Face Transplant Patient Making Sounds, Swallowing
(NEW YORK) -- A Polish man who received a life-saving face transplant just three weeks after a work accident is already making sounds and practicing swallowing, his doctors said.
The 33-year-old man, identified only as Grzegorz, underwent a 27-hour operation on May 15 to reconstruct his jaw, nose, cheeks and eye sockets, which were then swathed with skin from a deceased donor -- a procedure previously reserved for patients who are years out from their disfiguring injuries.

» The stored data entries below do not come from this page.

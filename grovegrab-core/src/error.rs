use crate::types::TaskStatus;
use thiserror::Error;

/// 客户端错误分类
#[derive(Error, Debug, Clone, PartialEq, Eq)]
pub enum Error {
    /// 网络不可达或响应不是预期格式
    #[error("{0}")]
    Transport(String),

    /// 服务端返回的结构化错误，原样透传
    #[error("{0}")]
    Application(String),

    /// 发起网络请求之前就被拒绝的输入
    #[error("{0}")]
    Validation(String),

    /// 本地已知状态不允许该操作
    #[error("Cannot {action} task {task_id} while it is {status}")]
    InvalidState {
        action: &'static str,
        task_id: String,
        status: TaskStatus,
    },
}

impl Error {
    pub fn is_transport(&self) -> bool {
        matches!(self, Self::Transport(_))
    }

    /// 服务端拒绝或本地前置条件不满足
    pub fn is_application(&self) -> bool {
        matches!(self, Self::Application(_) | Self::InvalidState { .. })
    }

    pub fn is_validation(&self) -> bool {
        matches!(self, Self::Validation(_))
    }
}

pub type Result<T> = std::result::Result<T, Error>;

"Usually, the recipients have to wait between one and seven years," said Dr. Adam Maciejewski, who headed the team of surgeons at the Cancer Center and Institute of Oncology in Gliwice, explaining that Grzegorz's injury was particularly extreme. "For obvious reasons, we had to act much faster, as we were saving this man's life."
Although Grzegorz is able to make some sounds, he communicates through writing because the tracheotomy tube that helps him breathe does not allow him to speak.
Earlier this month, Carmen Blandin Tarleton spoke publicly for the first time since her February face transplant. The operation came six years after her estranged husband attacked her with lye, blinding her and leaving her disfigured.
Charla Nash, a Connecticut woman who was mauled by a Chimpanzee in 2009, got her face transplant surgery in 2011.
Maciejewski said Grzegorz's surgery was the first transplant undertaken to save a patient's life. He is still at risk for infection but is expected to recover and live a normal life, doctors said.
Although post-operation photographs show stitches from above his right eye, under his left eye and around his face to his neck, Grzegorz was able to give photographers a thumbs up six days after surgery.